Exercise —
Transcribe, word for word, the line containing "let ignore_case = !query.chars().any(char::is_uppercase);" and each line following it through the end of the listing below. Omit all other lines.

Segment Start: Input for this task

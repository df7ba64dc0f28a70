//! Fire-and-forget publish notification.
//!
//! After an artifact is written, a single event is POSTed to the configured
//! endpoint so external collaborators (site rebuild triggers, monitors) can
//! react. Delivery failures are the caller's to log; they never invalidate
//! a completed publish.

use std::time::Duration;

use tracing::info;

use frontpage_shared::{FrontpageError, Result};

use crate::PublishArtifact;

/// POST a publish event to `endpoint`.
///
/// The payload is a small summary, not the artifact itself: consumers that
/// want the full document fetch it from its published location.
pub async fn notify_published(endpoint: &str, artifact: &PublishArtifact) -> Result<()> {
    let client = reqwest::Client::builder()
        .user_agent(concat!("frontpage/", env!("CARGO_PKG_VERSION")))
        .timeout(Duration::from_secs(10))
        .build()
        .map_err(|e| FrontpageError::Network(format!("client build: {e}")))?;

    let body = serde_json::json!({
        "event": "published",
        "last_updated": artifact.last_updated,
        "hero_count": artifact.heroes.len(),
        "column_count": artifact.columns.values().map(Vec::len).sum::<usize>(),
    });

    let response = client
        .post(endpoint)
        .json(&body)
        .send()
        .await
        .map_err(|e| FrontpageError::Network(format!("{endpoint}: {e}")))?;

    let status = response.status();
    if !status.is_success() {
        return Err(FrontpageError::Network(format!(
            "{endpoint}: HTTP {status}"
        )));
    }

    info!(endpoint, "publish notification delivered");
    Ok(())
}
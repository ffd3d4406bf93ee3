pub(crate) mod file_kind;
pub(crate) mod ui;
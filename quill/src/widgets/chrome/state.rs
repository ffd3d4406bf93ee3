use quill_gateway::HostPlatform;

/// Window decoration state.
#[derive(Debug, Clone, Copy)]
pub(crate) struct ChromeState {
    is_fullscreen: bool,
    is_maximized: bool,
    platform: HostPlatform,
}

impl ChromeState {
    pub(crate) fn new(platform: HostPlatform) -> Self {
        Self {
            is_fullscreen: false,
            is_maximized: false,
            platform,
        }
    }

    pub(crate) fn is_fullscreen(&self) -> bool {
        self.is_fullscreen
    }

    pub(crate) fn is_maximized(&self) -> bool {
        self.is_maximized
    }

    pub(crate) fn platform(&self) -> HostPlatform {
        self.platform
    }

    /// Toggle fullscreen state and return the new value.
    pub(crate) fn toggle_fullscreen(&mut self) -> bool {
        self.is_fullscreen = !self.is_fullscreen;
        self.is_fullscreen
    }

    /// Leave fullscreen; returns whether anything changed.
    pub(crate) fn exit_fullscreen(&mut self) -> bool {
        std::mem::replace(&mut self.is_fullscreen, false)
    }

    pub(crate) fn toggle_maximized(&mut self) -> bool {
        self.is_maximized = !self.is_maximized;
        self.is_maximized
    }
}
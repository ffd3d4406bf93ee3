//! Native pick/save dialogs.
//!
//! A dismissed dialog is reported as `None` (or `false` for confirmations).

use std::path::PathBuf;

use rfd::{
    AsyncFileDialog, AsyncMessageDialog, MessageButtons, MessageDialogResult,
    MessageLevel,
};

/// Extension filter hint shown by the open-file picker.
#[derive(Debug, Clone, Copy)]
pub struct FileFilter {
    pub name: &'static str,
    pub extensions: &'static [&'static str],
}

/// Filters offered when opening a single file.
pub const OPEN_FILE_FILTERS: &[FileFilter] = &[
    FileFilter {
        name: "All Files",
        extensions: &["*"],
    },
    FileFilter {
        name: "Rust",
        extensions: &["rs"],
    },
    FileFilter {
        name: "JavaScript",
        extensions: &["js", "jsx", "ts", "tsx"],
    },
    FileFilter {
        name: "Python",
        extensions: &["py"],
    },
    FileFilter {
        name: "Web",
        extensions: &["html", "css", "json", "xml"],
    },
    FileFilter {
        name: "Text",
        extensions: &["txt", "md"],
    },
];

/// Ask the user for a folder.
pub async fn pick_folder() -> Option<PathBuf> {
    AsyncFileDialog::new()
        .pick_folder()
        .await
        .map(|handle| handle.path().to_path_buf())
}

/// Ask the user for a single file, offering `filters` as hints.
pub async fn pick_file(filters: &[FileFilter]) -> Option<PathBuf> {
    let mut dialog = AsyncFileDialog::new();
    for filter in filters {
        dialog = dialog.add_filter(filter.name, filter.extensions);
    }
    dialog.pick_file().await.map(|handle| handle.path().to_path_buf())
}

/// Ask the user where to save, pre-filling `suggested_name`.
pub async fn pick_save_location(suggested_name: String) -> Option<PathBuf> {
    AsyncFileDialog::new()
        .set_file_name(suggested_name)
        .save_file()
        .await
        .map(|handle| handle.path().to_path_buf())
}

/// Ask whether unsaved buffer content may be discarded.
pub async fn confirm_discard() -> bool {
    let result = AsyncMessageDialog::new()
        .set_level(MessageLevel::Warning)
        .set_title("Create new file?")
        .set_description("Any unsaved changes will be lost.")
        .set_buttons(MessageButtons::YesNo)
        .show()
        .await;

    matches!(result, MessageDialogResult::Yes)
}
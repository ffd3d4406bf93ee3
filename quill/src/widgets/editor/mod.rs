mod command;
pub(crate) mod event;
pub(crate) mod find;
pub(crate) mod model;
mod reducer;
mod state;
pub(crate) mod syntax;
pub(crate) mod view;

use std::time::Instant;

pub(crate) use command::EditorCommand;
pub(crate) use event::{EditorEffect, EditorEvent};
use iced::Task;
pub(crate) use reducer::EditorCtx;
use state::EditorState;

/// Editor widget: owns the text buffer and the session record (file
/// name, path, modified flag, autosave).
pub(crate) struct EditorWidget {
    state: EditorState,
}

impl EditorWidget {
    pub(crate) fn new(now: Instant) -> Self {
        Self {
            state: EditorState::new(now),
        }
    }

    /// Reduce a command into state updates and effects.
    pub(crate) fn reduce(
        &mut self,
        command: EditorCommand,
        ctx: &EditorCtx,
    ) -> Task<EditorEffect> {
        reducer::reduce(&mut self.state, command, ctx)
    }

    /// Current buffer text.
    pub(crate) fn text(&self) -> String {
        self.state.text()
    }

    /// File name with the unsaved-changes marker.
    pub(crate) fn display_name(&self) -> String {
        let session = self.state.session();
        model::display_name(session.file_name.as_deref(), session.is_modified)
    }

    /// Whether the status line needs the clock to expire a message.
    pub(crate) fn has_transient_status(&self) -> bool {
        self.state.has_transient_status()
    }

    pub(crate) fn pane_vm(&self) -> model::EditorPaneViewModel<'_> {
        model::EditorPaneViewModel {
            content: self.state.content(),
            highlight_token: self.state.syntax().highlight_token(),
        }
    }

    pub(crate) fn find_bar_vm(&self) -> Option<model::FindBarViewModel<'_>> {
        let find = self.state.find();
        let mode = find.mode()?;
        Some(model::FindBarViewModel {
            show_replace: mode == find::FindMode::Replace,
            query: find.query(),
            replacement: find.replacement(),
            input_id: find.input_id(),
        })
    }

    pub(crate) fn status_vm(&self) -> model::StatusBarViewModel<'_> {
        let (line, column) = self.state.cursor_line_column();
        model::StatusBarViewModel {
            line,
            column,
            line_count: self.state.line_count(),
            file_size: self.state.file_size().map(model::format_file_size),
            message: self.state.status().text(),
            mode_name: self.state.syntax().mode_name(),
            autosave_enabled: self.state.autosave_enabled(),
        }
    }
}
//! Plain-text search over the buffer.
//!
//! Offsets are counted in `char`s over the text with `\r\n` folded to `\n`,
//! which is how the text widget steps its cursor across line endings.

use iced::widget;

/// Which controls the find bar shows.
#[derive(Debug, Clone, Copy, PartialEq, Eq)]
pub(crate) enum FindMode {
    Find,
    Replace,
}

/// A located occurrence of the query.
#[derive(Debug, Clone, Copy, PartialEq, Eq)]
pub(crate) struct FindMatch {
    pub(crate) start: usize,
    pub(crate) len: usize,
}

/// Find bar state owned by the editor.
#[derive(Debug, Clone)]
pub(crate) struct FindState {
    mode: Option<FindMode>,
    query: String,
    replacement: String,
    input_id: widget::Id,
    current: Option<FindMatch>,
    next_from: usize,
}

impl Default for FindState {
    fn default() -> Self {
        Self {
            mode: None,
            query: String::new(),
            replacement: String::new(),
            input_id: widget::Id::unique(),
            current: None,
            next_from: 0,
        }
    }
}

impl FindState {
    /// `None` while the bar is hidden.
    pub(crate) fn mode(&self) -> Option<FindMode> {
        self.mode
    }

    pub(crate) fn query(&self) -> &str {
        &self.query
    }

    pub(crate) fn replacement(&self) -> &str {
        &self.replacement
    }

    pub(crate) fn input_id(&self) -> &widget::Id {
        &self.input_id
    }

    pub(crate) fn current(&self) -> Option<FindMatch> {
        self.current
    }

    pub(crate) fn open(&mut self, mode: FindMode) {
        self.mode = Some(mode);
    }

    /// Hide the bar; the query is kept for the next search.
    pub(crate) fn close(&mut self) -> bool {
        self.current = None;
        self.mode.take().is_some()
    }

    pub(crate) fn set_query(&mut self, query: String) {
        self.query = query;
        self.current = None;
        self.next_from = 0;
    }

    pub(crate) fn set_replacement(&mut self, replacement: String) {
        self.replacement = replacement;
    }

    /// Locate the next occurrence after the previous hit, wrapping to the
    /// top of the buffer.
    pub(crate) fn advance(&mut self, text: &str) -> Option<FindMatch> {
        let found = find_wrapping(text, &self.query, self.next_from);
        self.current = found;
        if let Some(found) = found {
            self.next_from = found.start + found.len;
        }
        found
    }

    /// Continue searching after replaced text of `inserted` chars.
    pub(crate) fn resume_after(&mut self, start: usize, inserted: usize) {
        self.current = None;
        self.next_from = start + inserted;
    }
}

/// First match at or after `from`, else the first match before it.
///
/// An all-lowercase query matches without regard to case.
pub(crate) fn find_wrapping(
    text: &str,
    query: &str,
    from: usize,
) -> Option<FindMatch> {
    if query.is_empty() {
        return None;
    }

    let haystack = search_chars(text);
    let needle: Vec<char> = query.chars().collect();
    let ignore_case = !query.chars().any(char::is_uppercase);

    let last_start = haystack.len().checked_sub(needle.len())?;
    let matches_at = |start: usize| {
        haystack[start..start + needle.len()]
            .iter()
            .zip(&needle)
            .all(|(&a, &b)| chars_equal(a, b, ignore_case))
    };

    let from = from.min(last_start + 1);
    (from..=last_start)
        .chain(0..from)
        .find(|&start| matches_at(start))
        .map(|start| FindMatch {
            start,
            len: needle.len(),
        })
}

/// Text covered by `found`, as it appears in the buffer.
pub(crate) fn matched_text(text: &str, found: FindMatch) -> String {
    search_chars(text)
        .into_iter()
        .skip(found.start)
        .take(found.len)
        .collect()
}

fn search_chars(text: &str) -> Vec<char> {
    let mut chars = Vec::with_capacity(text.len());
    let mut iter = text.chars().peekable();
    while let Some(c) = iter.next() {
        if c == '\r' && iter.peek() == Some(&'\n') {
            continue;
        }
        chars.push(c);
    }
    chars
}

fn chars_equal(a: char, b: char, ignore_case: bool) -> bool {
    a == b || (ignore_case && a.to_lowercase().eq(b.to_lowercase()))
}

Segment End: Input for this task

Answer box —
    let ignore_case = !query.chars().any(char::is_uppercase);

    let last_start = haystack.len().checked_sub(needle.len())?;
    let matches_at = |start: usize| {
        haystack[start..start + needle.len()]
            .iter()
            .zip(&needle)
            .all(|(&a, &b)| chars_equal(a, b, ignore_case))
    };

    let from = from.min(last_start + 1);
    (from..=last_start)
        .chain(0..from)
        .find(|&start| matches_at(start))
        .map(|start| FindMatch {
            start,
            len: needle.len(),
        })
}

/// Text covered by `found`, as it appears in the buffer.
pub(crate) fn matched_text(text: &str, found: FindMatch) -> String {
    search_chars(text)
        .into_iter()
        .skip(found.start)
        .take(found.len)
        .collect()
}

fn search_chars(text: &str) -> Vec<char> {
    let mut chars = Vec::with_capacity(text.len());
    let mut iter = text.chars().peekable();
    while let Some(c) = iter.next() {
        if c == '\r' && iter.peek() == Some(&'\n') {
            continue;
        }
        chars.push(c);
    }
    chars
}

fn chars_equal(a: char, b: char, ignore_case: bool) -> bool {
    a == b || (ignore_case && a.to_lowercase().eq(b.to_lowercase()))
}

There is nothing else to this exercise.